Ms. Leon takes a long time to set up the mystery. Then, she has the investigation proceed very slowly as well. That would be fine if the resolution was interesting, unexpected, and credible. But to me, the resolution was nonsense: It just didn't ring true.

With much of the story taking place outside of Venice, there's not as much of the local color as usual. The best parts of the story relate to Guido Brunetti's father-in-law warning him about Guido's marriage to Paola, eating Chira's first dinner she's cooked for the family, and exploring Signorina Elletra's seemingly contradictory morals about getting secret information and making public investments.
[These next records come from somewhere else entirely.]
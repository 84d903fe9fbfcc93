//! Admin directory: every finalized main guest with its companions.

use std::collections::HashMap;

use serde::Serialize;

use crate::error::CoreError;
use crate::guest::{order_main_first, DocumentType, GuestRow};

/// Filter applied to the directory listing.
#[derive(Debug, Clone, Default)]
pub struct DirectoryFilter {
    /// Case-insensitive substring matched against first name, last name,
    /// document number and booking code.
    pub search: Option<String>,
    pub document_type: Option<DocumentType>,
}

impl DirectoryFilter {
    /// Build a filter from raw query parameters. A blank document type means
    /// "all types"; an unknown one is a validation error.
    pub fn from_params(
        search: Option<String>,
        document_type: Option<&str>,
    ) -> Result<Self, CoreError> {
        let document_type = match document_type.map(str::trim) {
            Some(raw) if !raw.is_empty() => Some(raw.parse()?),
            _ => None,
        };
        Ok(Self {
            search,
            document_type,
        })
    }

    pub fn matches<G: GuestRow>(&self, guest: &G) -> bool {
        self.matches_document_type(guest) && self.matches_search(guest)
    }

    fn matches_document_type<G: GuestRow>(&self, guest: &G) -> bool {
        self.document_type
            .map_or(true, |wanted| guest.document_type() == wanted)
    }

    fn matches_search<G: GuestRow>(&self, guest: &G) -> bool {
        let needle = match self.search.as_deref().map(str::trim) {
            Some(s) if !s.is_empty() => s.to_lowercase(),
            _ => return true,
        };
        [
            guest.first_name(),
            guest.last_name(),
            guest.document_number(),
            guest.booking_code(),
        ]
        .iter()
        .any(|field| field.to_lowercase().contains(&needle))
    }

    /// Keep only the main guests this filter accepts, preserving order.
    pub fn apply<G: GuestRow>(&self, main_guests: Vec<G>) -> Vec<G> {
        main_guests.into_iter().filter(|g| self.matches(g)).collect()
    }
}

/// One directory line: a main guest and the companions sharing its
/// booking code.
#[derive(Debug, Clone, PartialEq, Serialize)]
pub struct DirectoryEntry<G> {
    pub main_guest: G,
    pub additional_guests: Vec<G>,
}

/// Attach companions to their main guest by booking code.
///
/// `additional` is the result of a single batched lookup over all the
/// main guests' codes. Main guest order is preserved.
pub fn pair_with_additional<G>(main_guests: Vec<G>, additional: Vec<G>) -> Vec<DirectoryEntry<G>>
where
    G: GuestRow + Clone,
{
    let mut by_code: HashMap<String, Vec<G>> = HashMap::new();
    for guest in additional.into_iter().filter(|g| !g.is_main_guest()) {
        by_code
            .entry(guest.booking_code().to_string())
            .or_default()
            .push(guest);
    }
    for companions in by_code.values_mut() {
        order_main_first(companions);
    }

    main_guests
        .into_iter()
        .map(|main_guest| {
            let additional_guests = by_code
                .get(main_guest.booking_code())
                .cloned()
                .unwrap_or_default();
            DirectoryEntry {
                main_guest,
                additional_guests,
            }
        })
        .collect()
}
use sqlx::PgPool;

/// Connect, migrate, verify schema.
#[sqlx::test(migrations = "../../db/migrations")]
async fn test_full_bootstrap(pool: PgPool) {
    lodge_db::health_check(&pool).await.unwrap();

    let tables = ["users", "profiles", "user_sessions", "bookings", "guests"];

    for table in tables {
        let count: (i64,) = sqlx::query_as(&format!("SELECT COUNT(*) FROM {table}"))
            .fetch_one(&pool)
            .await
            .unwrap_or_else(|e| panic!("{table} query failed: {e}"));
        assert_eq!(count.0, 0, "{table} should start empty");
    }
}

/// The finalize procedure is installed with the expected signature.
#[sqlx::test(migrations = "../../db/migrations")]
async fn test_finalize_procedure_exists(pool: PgPool) {
    let moved: i32 = sqlx::query_scalar("SELECT finalize_guests(1::bigint)")
        .fetch_one(&pool)
        .await
        .unwrap();
    assert_eq!(moved, 0);
}
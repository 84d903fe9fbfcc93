//! Refresh-token session model.

use sqlx::FromRow;
use lodge_core::types::{DbId, Timestamp};

/// A row from the `user_sessions` table.
#[derive(Debug, Clone, FromRow)]
pub struct UserSession {
    pub id: DbId,
    pub user_id: DbId,
    pub refresh_token_hash: String,
    pub expires_at: Timestamp,
    pub is_revoked: bool,
    pub created_at: Timestamp,
    pub updated_at: Timestamp,
}

pub struct CreateSession {
    pub user_id: DbId,
    pub refresh_token_hash: String,
    pub expires_at: Timestamp,
}
//! Handlers for staff account management (`/admin/users`).

use axum::extract::State;
use axum::http::StatusCode;
use axum::Json;
use serde::Deserialize;
use validator::Validate;
use lodge_core::error::CoreError;
use lodge_core::roles::Role;
use lodge_db::models::user::{CreateUser, UserResponse};
use lodge_db::repositories::UserRepo;

use crate::auth::password::{hash_password, validate_password_strength};
use crate::error::{AppError, AppResult};
use crate::middleware::rbac::{Authorized, UserManagementArea};
use crate::response::DataResponse;
use crate::state::AppState;

/// Request body for `POST /admin/users`.
#[derive(Debug, Deserialize, Validate)]
pub struct CreateUserRequest {
    #[validate(email)]
    pub email: String,
    pub password: String,
    #[validate(length(min = 1, max = 255))]
    pub full_name: String,
    #[serde(default = "default_role")]
    pub role: Role,
}

fn default_role() -> Role {
    Role::User
}

/// GET /api/v1/admin/users
pub async fn list_users(
    State(state): State<AppState>,
    _auth: Authorized<UserManagementArea>,
) -> AppResult<Json<DataResponse<Vec<UserResponse>>>> {
    let users = UserRepo::list_with_profiles(&state.pool).await?;
    Ok(Json(DataResponse { data: users }))
}

/// POST /api/v1/admin/users
///
/// Create a staff account and its profile. A duplicate email is a 409.
pub async fn create_user(
    State(state): State<AppState>,
    auth: Authorized<UserManagementArea>,
    Json(input): Json<CreateUserRequest>,
) -> AppResult<(StatusCode, Json<UserResponse>)> {
    let input = CreateUserRequest {
        email: input.email.trim().to_string(),
        full_name: input.full_name.trim().to_string(),
        ..input
    };
    input
        .validate()
        .map_err(|e| AppError::Core(CoreError::Validation(e.to_string())))?;
    validate_password_strength(&input.password)?;

    let password_hash = hash_password(&input.password)
        .map_err(|e| AppError::InternalError(format!("Password hashing error: {e}")))?;

    let user = UserRepo::create_with_profile(
        &state.pool,
        &CreateUser {
            email: input.email,
            password_hash,
            role: input.role,
            full_name: input.full_name.clone(),
        },
    )
    .await?;

    tracing::info!(
        admin_id = auth.session.user_id,
        user_id = user.id,
        role = %user.role,
        "User created",
    );

    Ok((
        StatusCode::CREATED,
        Json(UserResponse {
            id: user.id,
            email: user.email,
            full_name: input.full_name,
            role: user.role,
            is_active: user.is_active,
            last_login_at: user.last_login_at,
            created_at: user.created_at,
        }),
    ))
}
Here's the set-up: A house and garden have fallen into ruin because the heirs are squabbling until a German buys the place for a huge sum and starts fixing it up. While the garden is being tilled, a bone sticks up that turns out to be human. As the police dig around, they also find a ring with the crest of a noble Venetian family, the Lorenzoni family, best known in recent times for having sold out the location of Venice's Jews to the SS during World War II. The family's son had been kidnapped two years earlier, and he was never found. When the autopsy shows a bullet hole in the skull of a young man, Commissario Guido Brunetti looks for a dental match. Finding one, he now has reason to dig into the kidnapping, looking for murderers.

The Lorenzonis have taken on their lost son's cousin as their heir. Was he involved? Why else had a motive?

As you finish this book, think about what the purpose of a family should be.